PCA or the Principal Component Analysis is a technique that is used for data reduction. The data is compressed in a way such that the main features of the data are preserved. Consider an image of size mXn, where each pixel is a feature for the image. However, not all the features are facial features. With the help of PCA, we extract the facial features, thus, reducing the dimensions. This article focuses more on building the face detector, rather than understanding the underlying concepts of using PCA for Face Detection. To know more about the theoretical concepts, read Muyi Tao’s medium post on the same here, https://medium.com/@monicatmy777/face-recognition-using-pca-b15e934b5b64

Step 1: Create a database of images

Collect approximately 6 pictures of 8–9 people via the camera of your mobile phone or through the internet. All the images must of the same size (I am using all images to be of 720X1280 pixels). Once your database is ready, read all the images using the cv2 library and create a face vector with dimensions total pixels in one image X total images. The following code will do the same:

face_vector = []for i in range(total_images):
    face_image = cv2.cvtColor(cv2.imread(path), cv2.COLOR_RGB2GRAY)
    face_image = face_image.reshape(total_pixels,)
    face_vector.append(face_image)face_vector = np.asarray(face_vector)
face_vector = face_vector.transpose()

Step 2: Normalising the Face Vectors

Once the face_vector is formed, we need to calculate the mean image of all the images and subtract it. This being done because we need to eliminate the features that are common to all the images.

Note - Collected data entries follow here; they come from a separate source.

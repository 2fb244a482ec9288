use thiserror::Error;

#[derive(Debug, Error)]
pub enum FormFunnelError {
    #[error("schema error: {0}")]
    Schema(String),
    #[error("storage error: {0}")]
    Storage(String),
    #[error("mail error: {0}")]
    Mail(String),
    #[error("template error: {0}")]
    Template(String),
}
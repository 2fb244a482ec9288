pub mod executor;
pub mod query;

pub use executor::{Database, Store};
pub use query::{Condition, Conjunction, Operator, RowUpdate, SelectedRow, Selection};

#[cfg(test)]
mod tests;
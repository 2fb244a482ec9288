mod config;
mod flows;
mod server;

use clap::Parser;
use config::Config;
use tracing_subscriber::FmtSubscriber;

#[derive(Debug, Parser)]
#[command(name = "formfunnel", about = "Form submission backend")]
struct Args {
    #[arg(long, default_value = "config.example.toml")]
    config: String,
}

#[tokio::main]
async fn main() -> anyhow::Result<()> {
    let subscriber = FmtSubscriber::new();
    tracing::subscriber::set_global_default(subscriber)?;

    let args = Args::parse();
    let config = Config::from_path(&args.config)?;
    server::run(config).await?;
    Ok(())
}
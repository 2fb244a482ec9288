use formfunnel_core::{FormFunnelError, Slot, TableSchema};
use serde_json::Value;

#[derive(Debug, Clone, Copy, PartialEq, Eq)]
pub enum Operator {
    Eq,
    NotEq,
    Lt,
    Gt,
    LtEq,
    GtEq,
}

impl Operator {
    fn as_sql(self) -> &'static str {
        match self {
            Operator::Eq => "=",
            Operator::NotEq => "<>",
            Operator::Lt => "<",
            Operator::Gt => ">",
            Operator::LtEq => "<=",
            Operator::GtEq => ">=",
        }
    }
}

#[derive(Debug, Clone, Copy, PartialEq, Eq)]
pub enum Conjunction {
    And,
    Or,
}

impl Conjunction {
    fn as_sql(self) -> &'static str {
        match self {
            Conjunction::And => "AND",
            Conjunction::Or => "OR",
        }
    }
}

#[derive(Debug, Clone, PartialEq)]
pub struct Condition {
    pub column: String,
    pub operator: Operator,
    pub value: Value,
}

impl Condition {
    pub fn new(column: impl Into<String>, operator: Operator, value: impl Into<Value>) -> Self {
        Self {
            column: column.into(),
            operator,
            value: value.into(),
        }
    }

    pub fn eq(column: impl Into<String>, value: impl Into<Value>) -> Self {
        Self::new(column, Operator::Eq, value)
    }
}

/// Columns to read from the first row matching `condition` and any
/// `extra` conditions, applied left to right.
#[derive(Debug, Clone, PartialEq)]
pub struct Selection {
    pub columns: Vec<String>,
    pub condition: Condition,
    pub extra: Vec<(Conjunction, Condition)>,
}

impl Selection {
    pub fn new<I, S>(columns: I, condition: Condition) -> Self
    where
        I: IntoIterator<Item = S>,
        S: Into<String>,
    {
        Self {
            columns: columns.into_iter().map(Into::into).collect(),
            condition,
            extra: Vec::new(),
        }
    }

    pub fn and(mut self, condition: Condition) -> Self {
        self.extra.push((Conjunction::And, condition));
        self
    }

    pub fn or(mut self, condition: Condition) -> Self {
        self.extra.push((Conjunction::Or, condition));
        self
    }

    pub(crate) fn conditions(&self) -> impl Iterator<Item = &Condition> {
        std::iter::once(&self.condition).chain(self.extra.iter().map(|(_, c)| c))
    }
}

#[derive(Debug, Clone, PartialEq)]
pub struct RowUpdate {
    pub set: Vec<(String, Value)>,
    pub filter: Condition,
}

impl RowUpdate {
    pub fn new(filter: Condition) -> Self {
        Self {
            set: Vec::new(),
            filter,
        }
    }

    pub fn set(mut self, column: impl Into<String>, value: impl Into<Value>) -> Self {
        self.set.push((column.into(), value.into()));
        self
    }
}

#[derive(Debug, Clone, PartialEq)]
pub struct SelectedRow {
    pub columns: Vec<String>,
    pub values: Vec<Value>,
}

impl SelectedRow {
    pub fn get(&self, column: &str) -> Option<&Value> {
        self.columns
            .iter()
            .position(|c| c == column)
            .map(|idx| &self.values[idx])
    }

    pub fn get_str(&self, column: &str) -> Option<&str> {
        self.get(column).and_then(Value::as_str)
    }
}

/// A value ready to be bound as a statement parameter.
#[derive(Debug, Clone, PartialEq)]
pub(crate) enum SqlValue {
    Null,
    Integer(i64),
    Real(f64),
    Text(String),
}

impl SqlValue {
    pub(crate) fn from_json(value: &Value) -> Result<Self, FormFunnelError> {
        match value {
            Value::Null => Ok(SqlValue::Null),
            Value::String(s) => Ok(SqlValue::Text(s.clone())),
            Value::Number(n) => match n.as_i64() {
                Some(i) => Ok(SqlValue::Integer(i)),
                None => n.as_f64().map(SqlValue::Real).ok_or_else(|| {
                    FormFunnelError::Storage(format!("number out of range: {n}"))
                }),
            },
            other => Err(FormFunnelError::Storage(format!(
                "cannot store value {other}"
            ))),
        }
    }

    pub(crate) fn from_slot(slot: &Slot) -> Result<Self, FormFunnelError> {
        match slot {
            Slot::Present(value) => Self::from_json(value),
            Slot::Absent => Ok(SqlValue::Null),
        }
    }
}

pub(crate) fn check_identifier(name: &str) -> Result<&str, FormFunnelError> {
    let mut chars = name.chars();
    let valid = match chars.next() {
        Some(first) if first.is_ascii_alphabetic() || first == '_' => {
            chars.all(|c| c.is_ascii_alphanumeric() || c == '_')
        }
        _ => false,
    };
    if valid {
        Ok(name)
    } else {
        Err(FormFunnelError::Storage(format!("invalid identifier: {name:?}")))
    }
}

fn check_datatype(datatype: &str) -> Result<&str, FormFunnelError> {
    let valid = !datatype.trim().is_empty()
        && datatype
            .chars()
            .all(|c| c.is_ascii_alphanumeric() || matches!(c, ' ' | '_' | '(' | ')' | ','));
    if valid {
        Ok(datatype)
    } else {
        Err(FormFunnelError::Storage(format!("invalid datatype: {datatype:?}")))
    }
}

pub(crate) fn create_table_sql(schema: &TableSchema) -> Result<String, FormFunnelError> {
    let mut columns = Vec::with_capacity(schema.columns.len());
    for field in &schema.columns {
        columns.push(format!(
            "{} {}",
            check_identifier(&field.column)?,
            check_datatype(&field.datatype)?
        ));
    }
    Ok(format!(
        "CREATE TABLE IF NOT EXISTS {}({})",
        check_identifier(&schema.name)?,
        columns.join(", ")
    ))
}

pub(crate) fn insert_sql(table: &str, columns: &[String]) -> Result<String, FormFunnelError> {
    let names = columns
        .iter()
        .map(|c| check_identifier(c))
        .collect::<Result<Vec<_>, _>>()?;
    let placeholders = vec!["?"; names.len()];
    Ok(format!(
        "INSERT INTO {}({}) VALUES ({})",
        check_identifier(table)?,
        names.join(","),
        placeholders.join(",")
    ))
}

pub(crate) fn update_sql(table: &str, update: &RowUpdate) -> Result<String, FormFunnelError> {
    if update.set.is_empty() {
        return Err(FormFunnelError::Storage(format!(
            "update on {table} sets no columns"
        )));
    }
    let sets = update
        .set
        .iter()
        .map(|(column, _)| check_identifier(column).map(|c| format!("{c} = ?")))
        .collect::<Result<Vec<_>, _>>()?;
    Ok(format!(
        "UPDATE {} SET {} WHERE {} {} ?",
        check_identifier(table)?,
        sets.join(", "),
        check_identifier(&update.filter.column)?,
        update.filter.operator.as_sql()
    ))
}

pub(crate) fn select_sql(table: &str, selection: &Selection) -> Result<String, FormFunnelError> {
    if selection.columns.is_empty() {
        return Err(FormFunnelError::Storage(format!(
            "select on {table} names no columns"
        )));
    }
    let columns = selection
        .columns
        .iter()
        .map(|c| check_identifier(c))
        .collect::<Result<Vec<_>, _>>()?;
    let mut filter = format!(
        "{} {} ?",
        check_identifier(&selection.condition.column)?,
        selection.condition.operator.as_sql()
    );
    for (conjunction, condition) in &selection.extra {
        filter.push_str(&format!(
            " {} {} {} ?",
            conjunction.as_sql(),
            check_identifier(&condition.column)?,
            condition.operator.as_sql()
        ));
    }
    Ok(format!(
        "SELECT {} FROM {} WHERE {} LIMIT 1",
        columns.join(", "),
        check_identifier(table)?,
        filter
    ))
}
use criterion::{criterion_group, criterion_main, Criterion};
use formfunnel_core::{parse_request_data, ColumnSchema, Payload, TableSchema};
use serde_json::json;

fn parse_lead_bench(c: &mut Criterion) {
    let table = TableSchema::with_default_protection(
        "leads",
        vec![
            ColumnSchema::new("name", "TEXT"),
            ColumnSchema::new("organization", "TEXT"),
            ColumnSchema::new("role", "TEXT"),
            ColumnSchema::new("email", "TEXT"),
            ColumnSchema::new("mailing_list", "INTEGER"),
            ColumnSchema::new("membership_interest", "INTEGER"),
            ColumnSchema::new("message", "TEXT"),
            ColumnSchema::new("verification_token", "TEXT UNIQUE"),
            ColumnSchema::new("autokey", "INTEGER PRIMARY KEY"),
        ],
    );
    let payload: Payload = match json!({
        "name": "Harold",
        "organization": "The Chickpea Coalition",
        "role": "Chickpea Manager",
        "email": "harold@example.org",
        "mailing_list": 1,
        "membership_interest": 0,
        "message": "hello",
        "nutella": "glorious"
    }) {
        serde_json::Value::Object(map) => map,
        _ => unreachable!(),
    };
    c.bench_function("parse_lead", |b| {
        b.iter(|| parse_request_data(&payload, &table));
    });
}

criterion_group!(parser_benches, parse_lead_bench);
criterion_main!(parser_benches);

avg_face_vector = face_vector.mean(axis=1)
avg_face_vector = avg_face_vector.reshape(face_vector.shape[0], 1)
normalized_face_vector = face_vector - avg_face_vector

Step 3: Calculate the Co-variance Matrix

A co-variance is a matrix whose element in the i, j position is the co-variance between the i-th and j-th elements of a random vector.

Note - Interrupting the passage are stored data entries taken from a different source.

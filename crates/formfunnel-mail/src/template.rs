use formfunnel_core::FormFunnelError;
use regex::{NoExpand, Regex};
use serde::{Deserialize, Serialize};
use std::collections::HashMap;
use std::path::Path;
use tracing::info;

/// Sender, recipient and subject of a message. Template subject files fill
/// in whatever they know; flows override the rest per message.
#[derive(Debug, Clone, Default, Serialize, Deserialize, PartialEq, Eq)]
pub struct MessageConfig {
    #[serde(default)]
    pub from: String,
    #[serde(default)]
    pub to: String,
    pub subject: String,
}

#[derive(Debug, Clone, PartialEq, Eq)]
pub struct Replacement {
    pub target: String,
    pub content: String,
}

impl Replacement {
    pub fn new(target: impl Into<String>, content: impl Into<String>) -> Self {
        Self {
            target: target.into(),
            content: content.into(),
        }
    }
}

#[derive(Debug, Clone, PartialEq, Eq)]
pub struct ComposedEmail {
    pub config: MessageConfig,
    pub body: String,
}

#[derive(Debug, Clone)]
pub struct Template {
    pub kind: String,
    pub envelope: MessageConfig,
    pub body: String,
}

#[derive(Debug, Default)]
pub struct TemplateSet {
    templates: HashMap<String, Template>,
}

impl TemplateSet {
    pub fn new() -> Self {
        Self {
            templates: HashMap::new(),
        }
    }

    /// Reads `<kind>.html` and `<kind>_subject.json` from `dir` for every kind.
    pub fn load(dir: impl AsRef<Path>, kinds: &[&str]) -> Result<Self, FormFunnelError> {
        let dir = dir.as_ref();
        let mut set = Self::new();
        for kind in kinds {
            let body_path = dir.join(format!("{kind}.html"));
            let subject_path = dir.join(format!("{kind}_subject.json"));
            let body = std::fs::read_to_string(&body_path).map_err(|e| {
                FormFunnelError::Template(format!("{}: {e}", body_path.display()))
            })?;
            let subject = std::fs::read_to_string(&subject_path).map_err(|e| {
                FormFunnelError::Template(format!("{}: {e}", subject_path.display()))
            })?;
            let envelope: MessageConfig = serde_json::from_str(&subject).map_err(|e| {
                FormFunnelError::Template(format!("{}: {e}", subject_path.display()))
            })?;
            set.insert(Template {
                kind: kind.to_string(),
                envelope,
                body,
            });
        }
        info!("loaded {} email templates from {}", set.templates.len(), dir.display());
        Ok(set)
    }

    pub fn insert(&mut self, template: Template) {
        self.templates.insert(template.kind.clone(), template);
    }

    pub fn get(&self, kind: &str) -> Option<&Template> {
        self.templates.get(kind)
    }

    pub fn envelope(&self, kind: &str) -> Result<&MessageConfig, FormFunnelError> {
        self.get(kind)
            .map(|t| &t.envelope)
            .ok_or_else(|| FormFunnelError::Template(format!("unknown template: {kind}")))
    }

    pub fn compose(
        &self,
        kind: &str,
        config: MessageConfig,
        replacements: &[Replacement],
    ) -> Result<ComposedEmail, FormFunnelError> {
        let template = self
            .get(kind)
            .ok_or_else(|| FormFunnelError::Template(format!("unknown template: {kind}")))?;
        Ok(ComposedEmail {
            config,
            body: fill_placeholders(&template.body, replacements)?,
        })
    }
}

/// Replacement `i` (counting from 1) fills every `{{i//target//}}` marker.
/// The target may appear more than once inside a marker, e.g. `{{1//aa//}}`
/// for target `a`.
pub fn fill_placeholders(
    body: &str,
    replacements: &[Replacement],
) -> Result<String, FormFunnelError> {
    let mut html = body.to_string();
    for (index, replacement) in replacements.iter().enumerate() {
        let pattern = format!(
            r"\{{\{{{}//(?:{})+//\}}\}}",
            index + 1,
            regex::escape(&replacement.target)
        );
        let marker = Regex::new(&pattern).map_err(|e| FormFunnelError::Template(e.to_string()))?;
        html = marker
            .replace_all(&html, NoExpand(&replacement.content))
            .into_owned();
    }
    Ok(html)
}

#[cfg(test)]
mod tests {
    use super::*;
    use std::fs;
    use tempfile::TempDir;

    #[test]
    fn fills_numbered_markers() {
        let body = "<p>Hola {{1//nombre//}}</p><a href=\"/v?token={{2//verification-token//}}\">{{1//nombre//}}</a>";
        let html = fill_placeholders(
            body,
            &[
                Replacement::new("nombre", "Harold"),
                Replacement::new("verification-token", "abc"),
            ],
        )
        .expect("fill");
        assert_eq!(
            html,
            "<p>Hola Harold</p><a href=\"/v?token=abc\">Harold</a>"
        );
    }

    #[test]
    fn index_must_match_position() {
        let html = fill_placeholders(
            "{{2//nombre//}} {{1//nombre//}}",
            &[Replacement::new("nombre", "Harold")],
        )
        .expect("fill");
        assert_eq!(html, "{{2//nombre//}} Harold");
    }

    #[test]
    fn repeated_target_and_literal_dollar() {
        let html = fill_placeholders(
            "{{1//rolerole//}}",
            &[Replacement::new("role", "$1 manager")],
        )
        .expect("fill");
        assert_eq!(html, "$1 manager");
    }

    #[test]
    fn empty_content_removes_marker() {
        let html = fill_placeholders(
            "Soy Ana{{1//organization//}}.",
            &[Replacement::new("organization", "")],
        )
        .expect("fill");
        assert_eq!(html, "Soy Ana.");
    }

    #[test]
    fn loads_and_composes() {
        let dir = TempDir::new().expect("tempdir");
        fs::write(dir.path().join("verify.html"), "Hola {{1//nombre//}}").expect("write");
        fs::write(
            dir.path().join("verify_subject.json"),
            r#"{"from": "Nodo <hola@example.org>", "subject": "Verify"}"#,
        )
        .expect("write");
        let set = TemplateSet::load(dir.path(), &["verify"]).expect("load");
        let mut envelope = set.envelope("verify").expect("envelope").clone();
        assert_eq!(envelope.to, "");
        envelope.to = "harold@example.org".into();
        let email = set
            .compose("verify", envelope, &[Replacement::new("nombre", "Harold")])
            .expect("compose");
        assert_eq!(email.body, "Hola Harold");
        assert_eq!(email.config.subject, "Verify");
        assert_eq!(email.config.to, "harold@example.org");
        assert!(set.compose("nope", MessageConfig::default(), &[]).is_err());
    }

    #[test]
    fn missing_template_files_fail_to_load() {
        let dir = TempDir::new().expect("tempdir");
        assert!(TemplateSet::load(dir.path(), &["verify"]).is_err());
    }
}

covariance_matrix = np.cov(np.transpose(normalized_face_vector))

Step 4: Calculate the Eigen Values and Eigen Vectors

Eigenvalues are a special set of scalars associated with a linear system of equations (i.e., a matrix equation) that are sometimes also known as characteristic roots, characteristic values (Hoffman and Kunze 1971), proper values, or latent roots (Marcus and Minc 1988, p. 144). They can be calculated using inbuilt function.

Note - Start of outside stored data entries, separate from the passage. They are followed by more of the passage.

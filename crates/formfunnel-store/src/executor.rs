use crate::query::{
    create_table_sql, insert_sql, select_sql, update_sql, RowUpdate, SelectedRow, Selection,
    SqlValue,
};
use formfunnel_core::{FormFunnelError, ParsedRow, TableSchema};
use serde_json::Value;
use sqlx::query::Query;
use sqlx::sqlite::{SqliteArguments, SqliteConnectOptions, SqlitePool, SqlitePoolOptions, SqliteRow};
use sqlx::{Row, Sqlite, TypeInfo, ValueRef};
use std::path::{Path, PathBuf};
use tracing::{debug, info};

type SqliteQuery<'q> = Query<'q, Sqlite, SqliteArguments<'q>>;

/// Location of the database file. Cheap to clone; every request opens its
/// own [`Database`] and closes it when done.
#[derive(Debug, Clone)]
pub struct Store {
    path: PathBuf,
}

impl Store {
    pub fn new(path: impl Into<PathBuf>) -> Self {
        Self { path: path.into() }
    }

    pub fn path(&self) -> &Path {
        &self.path
    }

    pub async fn open(&self) -> Result<Database, FormFunnelError> {
        if let Some(parent) = self.path.parent() {
            if !parent.as_os_str().is_empty() {
                std::fs::create_dir_all(parent)
                    .map_err(|e| FormFunnelError::Storage(e.to_string()))?;
            }
        }
        let options = SqliteConnectOptions::new()
            .filename(&self.path)
            .create_if_missing(true);
        let pool = SqlitePoolOptions::new()
            .max_connections(1)
            .connect_with(options)
            .await
            .map_err(|e| FormFunnelError::Storage(e.to_string()))?;
        debug!("connected to database {}", self.path.display());
        Ok(Database { pool })
    }
}

/// An open connection to the store. Dropping it also releases the
/// connection, but [`Database::close`] waits for that to finish.
#[derive(Debug)]
pub struct Database {
    pool: SqlitePool,
}

impl Database {
    pub async fn create_table(&self, schema: &TableSchema) -> Result<(), FormFunnelError> {
        let sql = create_table_sql(schema)?;
        sqlx::query(&sql)
            .execute(&self.pool)
            .await
            .map_err(|e| FormFunnelError::Storage(e.to_string()))?;
        debug!("created table {} if it did not exist", schema.name);
        Ok(())
    }

    /// Inserts one parsed row. Absent slots are stored as NULL, which lets
    /// SQLite assign `INTEGER PRIMARY KEY` columns.
    pub async fn insert_row(&self, table: &str, row: &ParsedRow) -> Result<u64, FormFunnelError> {
        if row.columns.len() != row.rows.len() {
            return Err(FormFunnelError::Storage(format!(
                "row for {table} has {} columns but {} values",
                row.columns.len(),
                row.rows.len()
            )));
        }
        let sql = insert_sql(table, &row.columns)?;
        let mut query = sqlx::query(&sql);
        for slot in &row.rows {
            query = bind_value(query, SqlValue::from_slot(slot)?);
        }
        let result = query
            .execute(&self.pool)
            .await
            .map_err(|e| FormFunnelError::Storage(e.to_string()))?;
        info!(
            "inserted {} row(s) into {} ({})",
            result.rows_affected(),
            table,
            row.columns.join(",")
        );
        Ok(result.rows_affected())
    }

    pub async fn update_rows(
        &self,
        table: &str,
        updates: &[RowUpdate],
    ) -> Result<u64, FormFunnelError> {
        let mut rows_affected = 0;
        for update in updates {
            let sql = update_sql(table, update)?;
            let mut query = sqlx::query(&sql);
            for (_, value) in &update.set {
                query = bind_value(query, SqlValue::from_json(value)?);
            }
            query = bind_value(query, SqlValue::from_json(&update.filter.value)?);
            let result = query
                .execute(&self.pool)
                .await
                .map_err(|e| FormFunnelError::Storage(e.to_string()))?;
            rows_affected += result.rows_affected();
        }
        info!("updated {} row(s) in {}", rows_affected, table);
        Ok(rows_affected)
    }

    pub async fn select_one(
        &self,
        table: &str,
        selection: &Selection,
    ) -> Result<Option<SelectedRow>, FormFunnelError> {
        let sql = select_sql(table, selection)?;
        let mut query = sqlx::query(&sql);
        for condition in selection.conditions() {
            query = bind_value(query, SqlValue::from_json(&condition.value)?);
        }
        let row = query
            .fetch_optional(&self.pool)
            .await
            .map_err(|e| FormFunnelError::Storage(e.to_string()))?;
        debug!("selected from {}: found={}", table, row.is_some());
        row.map(|row| decode_row(&row, &selection.columns))
            .transpose()
    }

    pub async fn close(self) {
        self.pool.close().await;
    }
}

fn bind_value(query: SqliteQuery<'_>, value: SqlValue) -> SqliteQuery<'_> {
    match value {
        SqlValue::Null => query.bind(None::<String>),
        SqlValue::Integer(v) => query.bind(v),
        SqlValue::Real(v) => query.bind(v),
        SqlValue::Text(v) => query.bind(v),
    }
}

fn decode_row(row: &SqliteRow, columns: &[String]) -> Result<SelectedRow, FormFunnelError> {
    let mut values = Vec::with_capacity(columns.len());
    for idx in 0..columns.len() {
        let raw = row
            .try_get_raw(idx)
            .map_err(|e| FormFunnelError::Storage(e.to_string()))?;
        let value = if raw.is_null() {
            Value::Null
        } else {
            let type_name = raw.type_info().name().to_string();
            match type_name.as_str() {
                "INTEGER" => row.try_get::<i64, _>(idx).map(Value::from),
                "REAL" => row.try_get::<f64, _>(idx).map(Value::from),
                _ => row.try_get::<String, _>(idx).map(Value::from),
            }
            .map_err(|e| FormFunnelError::Storage(e.to_string()))?
        };
        values.push(value);
    }
    Ok(SelectedRow {
        columns: columns.to_vec(),
        values,
    })
}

eigen_values, eigen_vectors = np.linalg.eig(covariance_matrix)

Step 5: Select K-Best Eigen Vectors

The eigen vectors are sorted based on their eigen values, and the K-Best among them are chosen.

eigen_vectors = sort(eigen_vectors)
k_eigen_vectors = eigen_vectors[0:k, :]

Step 6: Convert Lower Dimensional K Eigen Vectors to Original Dimensional

This step can be performed by multiplying the K-best eigen vectors with the transpose of normalized face vector.

eigen_faces = k_eigen_vectors.dot(normalized_face_vector.T)

Step 7: Represent Each Eigen Face as combination of the K-Eigen Vectors

We now need to find the weights by multiplying eigen faces with normalized face vectors.

weights = (normalized_face_vector.T).dot(eigen_faces.T)

This step completes our Training Part.

Step 8: Testing

Convert input test image into face vector.

test_img = test_img.reshape(total_pixels, 1)

2. Normalize the face vector.

test_normalized_face_vector = test_img - avg_face_vector

3. Projecction of the vector onto eigen space.

test_weight = (test_normalized_face_vector.T).dot(eigen_faces.T)

4. Calculate the index for which the distance is minimum.

index =  np.argmin(np.linalg.norm(test_weight - weights, axis=1))

The index belongs to the subject with whom the testing picture matches the most. This completes our Testing Part.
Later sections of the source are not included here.